For every 10 texts/emails/Facebook messages/Gchats you initiate, they send about one. If that. And yes, you have counted.
4. You pretend like they’re more funny than they are.
Sometimes you catch yourself laughing and piggybacking on one of their jokes, and you’re overwhelmed with the realization that, hey, they’re actually not that funny and the only reason you’re going along with it is to gain their approval. You have fake-laughed at more jokes than you would like to admit, and have been uncomfortable with some of their offensive ideas of “humor”but have said nothing because you didn’t want to come off as “uptight.”
5. If they want to do something, you will ditch whatever else you had going on.
And it’s awful, too, because you’ve blown off cool people and fun things because this person decided to magically appear in your life unexpectedly.
6. You find yourself desperate for their approval.
No matter how degrading it is in practice, there is a part of you that always gets completely giddy when they show you a real sign of affection or approval. It feels, in many ways, like you’ve won something or passed some sort of test that you’d been taking for the entire duration of your friendship. While other, more healthy friends, can shower you with this kind of approval and you will let it roll off your back, a small word of encouragement from them and you are floating on a cloud of your own satisfaction.
7. When they make a judgment about you, it crushes you inside.
You try to play it off, because you don’t want to seem all sensitive and humorless around them, but it totally ruins your day. They make a snide, offhand remark, and you go over and over it in your head for the next few days because you never even doubt that it must be completely true.
8. You don’t eat normally in front of them.
You get all weird and picky when you’re with them, and even if you’re really hungry, you’re not going to attack your lunch Cookie Monster-style like you would with a real friend, because you don’t want them to think of you in a gluttonous way. With them, you are very in control of your actions, even if it means you’re going to listlessly pick away at a kale salad when all you really want is to shove your face directly into a box of fried chicken.
9. They make you feel like you’re not a cool person.
Which is weird, because you’re normally not the kind of person to divide people into “cool” or “not cool,” you just kind of like people for who they are.

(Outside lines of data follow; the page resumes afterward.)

// Persistence tests: five named records per model, written to a temp dir.
//
// Round-trips must reproduce every mapping exactly, integer keys included;
// missing or corrupt records must fail instead of loading empty mappings.

use std::fs;

use rs_ident_core::{Error, Feature, FeatureModel};

fn sample() -> FeatureModel {
	let mut model = FeatureModel::new("shrek");
	model.add_string("Well, yes. Ogres are like onions! They have layers, you know? Donkey laughs.");
	model.add_string("Wait.. what?");
	model
}

#[test]
fn round_trip_preserves_all_channels() {
	let dir = tempfile::tempdir().unwrap();
	let model = sample();
	model.save(dir.path()).unwrap();

	let loaded = FeatureModel::load("shrek", dir.path()).unwrap();
	assert_eq!(loaded, model);
	assert_eq!(loaded.word_lengths().get(&6), model.word_lengths().get(&6));
	assert!(loaded.sentence_lengths().contains_key(&0));
}

#[test]
fn writes_one_record_per_channel() {
	let dir = tempfile::tempdir().unwrap();
	sample().save(dir.path()).unwrap();

	let mut names: Vec<String> = fs::read_dir(dir.path())
		.unwrap()
		.map(|entry| entry.unwrap().file_name().to_string_lossy().to_string())
		.collect();
	names.sort();
	assert_eq!(
		names,
		vec![
			"shrek_sentence_lengths",
			"shrek_stems",
			"shrek_word_lengths",
			"shrek_words",
			"shrek_words_before_comma",
		]
	);
	assert!(FeatureModel::exists("shrek", dir.path()));
	assert!(!FeatureModel::exists("donkey", dir.path()));
}

#[test]
fn save_creates_directory_and_overwrites() {
	let dir = tempfile::tempdir().unwrap();
	let nested = dir.path().join("models").join("v1");

	let mut model = FeatureModel::new("grow");
	model.add_string("One word.");
	model.save(&nested).unwrap();
	model.add_string("Two more words, here.");
	model.save(&nested).unwrap();

	assert_eq!(FeatureModel::load("grow", &nested).unwrap(), model);
}

#[test]
fn empty_model_round_trips() {
	let dir = tempfile::tempdir().unwrap();
	FeatureModel::new("blank").save(dir.path()).unwrap();
	let loaded = FeatureModel::load("blank", dir.path()).unwrap();
	assert!(loaded.is_empty());
	assert_eq!(loaded.name(), "blank");
}

#[test]
fn missing_record_is_io_error() {
	let dir = tempfile::tempdir().unwrap();
	sample().save(dir.path()).unwrap();
	fs::remove_file(dir.path().join(format!("shrek_{}", Feature::Stems.record_name()))).unwrap();

	let err = FeatureModel::load("shrek", dir.path()).unwrap_err();
	assert!(matches!(err, Error::Io { .. }), "{err}");
}

#[test]
fn corrupt_record_is_decode_error() {
	let dir = tempfile::tempdir().unwrap();
	sample().save(dir.path()).unwrap();
	// A five-byte channel tag cut off after its first byte
	fs::write(dir.path().join("shrek_word_lengths"), [0x05u8, 0x02]).unwrap();

	match FeatureModel::load("shrek", dir.path()) {
		Err(Error::Decode { record, .. }) => assert_eq!(record, "shrek_word_lengths"),
		other => panic!("expected decode error, got {other:?}"),
	}
}

#[test]
fn trailing_garbage_is_rejected() {
	let dir = tempfile::tempdir().unwrap();
	let mut model = FeatureModel::new("m");
	model.add_string("Hello there, friend. Bye!");
	model.save(dir.path()).unwrap();

	let path = dir.path().join("m_word_lengths");
	let mut bytes = fs::read(&path).unwrap();
	bytes.extend_from_slice(b"THIS IS NOT A MAPPING");
	fs::write(&path, bytes).unwrap();

	match FeatureModel::load("m", dir.path()) {
		Err(Error::Malformed { record, reason }) => {
			assert_eq!(record, "m_word_lengths");
			assert!(reason.contains("trailing"), "{reason}");
		}
		other => panic!("expected malformed record, got {other:?}"),
	}
}

#[test]
fn record_from_another_channel_is_rejected() {
	let dir = tempfile::tempdir().unwrap();
	let mut model = FeatureModel::new("m");
	model.add_string("Hello there, friend. Bye!");
	model.save(dir.path()).unwrap();

	// String-keyed words copied over the integer-keyed comma record
	fs::copy(dir.path().join("m_words"), dir.path().join("m_words_before_comma")).unwrap();

	match FeatureModel::load("m", dir.path()) {
		Err(Error::Malformed { record, reason }) => {
			assert_eq!(record, "m_words_before_comma");
			assert!(reason.contains("expected words_before_comma"), "{reason}");
		}
		other => panic!("expected malformed record, got {other:?}"),
	}
}
use std::fmt;

use log::info;

use super::feature::Feature;
use super::feature_model::FeatureModel;

/// The five channel scores of one model against one reference.
///
/// Indexed in `Feature::ALL` order.
#[derive(Clone, Copy, Debug, PartialEq)]
pub struct SimilarityScores([f64; 5]);

impl SimilarityScores {
	pub fn new(scores: [f64; 5]) -> Self {
		Self(scores)
	}

	/// Returns the score of a single channel.
	pub fn get(&self, feature: Feature) -> f64 {
		let index = Feature::ALL.iter().position(|f| *f == feature).unwrap_or_default();
		self.0[index]
	}

	pub fn as_array(&self) -> &[f64; 5] {
		&self.0
	}

	/// Combines the channel scores with the fixed channel weights.
	pub fn weighted_sum(&self) -> f64 {
		Feature::ALL
			.iter()
			.zip(self.0)
			.map(|(feature, score)| feature.weight() * score)
			.sum()
	}
}

/// Scores of the unknown model against one candidate source.
#[derive(Clone, Debug, PartialEq)]
pub struct CandidateScores {
	name: String,
	scores: SimilarityScores,
	weighted_sum: f64,
}

impl CandidateScores {
	fn new(unknown: &FeatureModel, candidate: &FeatureModel) -> Self {
		let scores = unknown.similarity_scores(candidate);
		Self { name: candidate.name().to_owned(), scores, weighted_sum: scores.weighted_sum() }
	}

	pub fn name(&self) -> &str {
		&self.name
	}

	pub fn scores(&self) -> &SimilarityScores {
		&self.scores
	}

	pub fn weighted_sum(&self) -> f64 {
		self.weighted_sum
	}
}

/// Outcome of comparing an unknown model against two candidate sources.
///
/// Keeps every channel score so callers can report how the verdict was reached.
#[derive(Clone, Debug, PartialEq)]
pub struct Classification {
	unknown: String,
	candidates: [CandidateScores; 2],
	predicted: usize,
}

impl Classification {
	/// Name of the model being attributed.
	pub fn unknown(&self) -> &str {
		&self.unknown
	}

	/// Both candidates, in the order they were given to `classify`.
	pub fn candidates(&self) -> &[CandidateScores; 2] {
		&self.candidates
	}

	/// The candidate judged the more probable source.
	pub fn predicted(&self) -> &CandidateScores {
		&self.candidates[self.predicted]
	}

	pub fn predicted_name(&self) -> &str {
		&self.predicted().name
	}
}

impl fmt::Display for Classification {
	fn fmt(&self, f: &mut fmt::Formatter<'_>) -> fmt::Result {
		for candidate in &self.candidates {
			writeln!(f, "scores for {} (weighted {:.3}):", candidate.name, candidate.weighted_sum)?;
			for feature in Feature::ALL {
				writeln!(f, "  {feature}: {:.3}", candidate.scores.get(feature))?;
			}
		}
		write!(f, "{} is more likely to have come from {}", self.unknown, self.predicted_name())
	}
}

/// Decides which of two sources more likely produced `unknown`.
///
/// `unknown` is scored as the query against each source as the reference,
/// channel by channel, and each source's scores are folded into a weighted
/// sum. `source1` wins only with a strictly greater sum: ties go to `source2`.
pub fn classify(unknown: &FeatureModel, source1: &FeatureModel, source2: &FeatureModel) -> Classification {
	let first = CandidateScores::new(unknown, source1);
	let second = CandidateScores::new(unknown, source2);

	info!("scores for {}: {:?}", first.name, first.scores.as_array());
	info!("scores for {}: {:?}", second.name, second.scores.as_array());

	let predicted = if first.weighted_sum > second.weighted_sum { 0 } else { 1 };
	let classification = Classification { unknown: unknown.name().to_owned(), candidates: [first, second], predicted };

	info!(
		"{} is more likely to have come from {}",
		classification.unknown,
		classification.predicted_name()
	);
	classification
}
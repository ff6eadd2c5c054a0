use std::collections::BTreeMap;

/// Score returned when the reference mapping holds no observations.
pub const EMPTY_REFERENCE_SCORE: f64 = -50.0;

/// Count assumed for query keys the reference never saw.
pub const UNSEEN_PSEUDO_COUNT: f64 = 0.5;

/// Log-likelihood of `query` under the empirical distribution of `reference`.
///
/// Each query key contributes `count * ln(p)` where `p` is the key's
/// share of the reference total, or `UNSEEN_PSEUDO_COUNT / total` when the
/// reference lacks the key.
///
/// # Notes
/// - The result is always <= 0; closer to 0 means more similar.
/// - Not symmetric: `reference` supplies the distribution, `query` the counts.
/// - An empty reference yields `EMPTY_REFERENCE_SCORE` whatever the query.
pub fn compare<K: Ord>(reference: &BTreeMap<K, u64>, query: &BTreeMap<K, u64>) -> f64 {
	if reference.is_empty() {
		return EMPTY_REFERENCE_SCORE;
	}

	let total = reference.values().sum::<u64>() as f64;
	let unseen = (UNSEEN_PSEUDO_COUNT / total).ln();

	query
		.iter()
		.map(|(key, &count)| {
			let log_p = match reference.get(key) {
				Some(&seen) => (seen as f64 / total).ln(),
				None => unseen,
			};
			count as f64 * log_p
		})
		.sum()
}
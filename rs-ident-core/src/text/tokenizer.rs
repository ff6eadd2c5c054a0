/// Punctuation removed before splitting. ASCII only.
pub const STRIPPED_PUNCTUATION: [char; 8] = ['.', ',', '?', '"', '\'', '!', ';', ':'];

/// Cleans a block of text and returns its words.
///
/// - Removes every character of `STRIPPED_PUNCTUATION`
/// - Splits on runs of whitespace
/// - Lowercases each word
///
/// Empty or whitespace-only input yields an empty vector.
pub fn clean_text(text: &str) -> Vec<String> {
	let stripped: String = text.chars().filter(|c| !STRIPPED_PUNCTUATION.contains(c)).collect();
	stripped.split_whitespace().map(str::to_lowercase).collect()
}
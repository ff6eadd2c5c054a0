// Ingestion tests: strings split across calls, and file sources.

use std::fs;

use rs_ident_core::{Error, FeatureModel};

fn from_parts(parts: &[&str]) -> FeatureModel {
	let mut model = FeatureModel::new("parts");
	for part in parts {
		model.add_string(part);
	}
	model
}

// ============================================================
// Split vs concatenated input
// ============================================================

#[test]
fn split_after_terminator_and_space_matches_concatenation() {
	let split = from_parts(&["It is late. ", "Go home, now!"]);
	let whole = from_parts(&["It is late. Go home, now!"]);
	assert_eq!(split, whole);
}

#[test]
fn split_without_separator_differs() {
	// The pieces glue into a single word when concatenated.
	let split = from_parts(&["It is late.", "Go home, now!"]);
	let whole = from_parts(&["It is late.Go home, now!"]);
	assert_ne!(split.words(), whole.words());
	assert_ne!(split.sentence_lengths(), whole.sentence_lengths());
}

#[test]
fn split_mid_sentence_differs() {
	// Counters restart at 1 on every call.
	let split = from_parts(&["We walked ", "all night."]);
	let whole = from_parts(&["We walked all night."]);
	assert_eq!(split.words(), whole.words());
	assert_ne!(split.sentence_lengths(), whole.sentence_lengths());
}

#[test]
fn counts_never_decrease() {
	let mut model = FeatureModel::new("grow");
	model.add_string("Run, run, run!");
	let before = model.clone();
	model.add_string("Walk.");

	for (word, count) in before.words() {
		assert!(model.words()[word] >= *count);
	}
	for (len, count) in before.word_lengths() {
		assert!(model.word_lengths()[len] >= *count);
	}
	assert!(model.words().values().all(|&count| count >= 1));
}

// ============================================================
// Files
// ============================================================

#[test]
fn file_and_string_ingestion_agree() {
	let dir = tempfile::tempdir().unwrap();
	let path = dir.path().join("script.txt");
	let text = "Is he interested? No, but I am.";
	fs::write(&path, text).unwrap();

	let mut from_file = FeatureModel::new("m");
	from_file.add_file(&path).unwrap();
	let mut from_string = FeatureModel::new("m");
	from_string.add_string(text);
	assert_eq!(from_file, from_string);
}

#[test]
fn invalid_utf8_bytes_are_ignored() {
	let dir = tempfile::tempdir().unwrap();
	let path = dir.path().join("latin1.txt");
	fs::write(&path, b"Cr\xe8me brulee, again.").unwrap();

	let mut model = FeatureModel::new("m");
	model.add_file(&path).unwrap();
	assert_eq!(model.words().get("crme"), Some(&1));
}

#[test]
fn missing_file_fails_without_partial_ingestion() {
	let dir = tempfile::tempdir().unwrap();
	let good = dir.path().join("good.txt");
	fs::write(&good, "Fine words.").unwrap();

	let mut model = FeatureModel::new("m");
	let err = model.add_file(dir.path().join("missing.txt")).unwrap_err();
	assert!(matches!(err, Error::Io { .. }));
	assert!(model.is_empty());

	let err = model
		.add_files([good.clone(), dir.path().join("missing.txt")])
		.unwrap_err();
	assert!(matches!(err, Error::Io { ref path, .. } if path.ends_with("missing.txt")));
	assert_eq!(model.words().len(), 2);
}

But with this person, you find yourself obsessed with the idea of social status and likability to the point that it clouds your actual perspective of “whether or not I enjoy hanging out with this person.” No matter how much actual joy you get out of your time together, you are always left feeling as though you have gained some level of social currency by being around them.
10. You feel like nothing will ever be good enough for them.
When we achieve things in our life, it’s natural to have that select handful of people you really hope will be impressed. Sometimes it’s a parent, sometimes it’s a partner, sometimes it’s a friend. But the sneaky thing about the toxic friend is that, no matter how many successes you rack up or how many positive life changes you go through, you will never get that warm and fuzzy feeling of “Hey, they are proud of me, and I am happy to have shared that with them.” It always just feels like another rung up on a ladder which has no discernible end to it. They might give you an offhand congrats, but you know that you’re still not good enough for them on some level.
11. You had one person in mind throughout this whole list.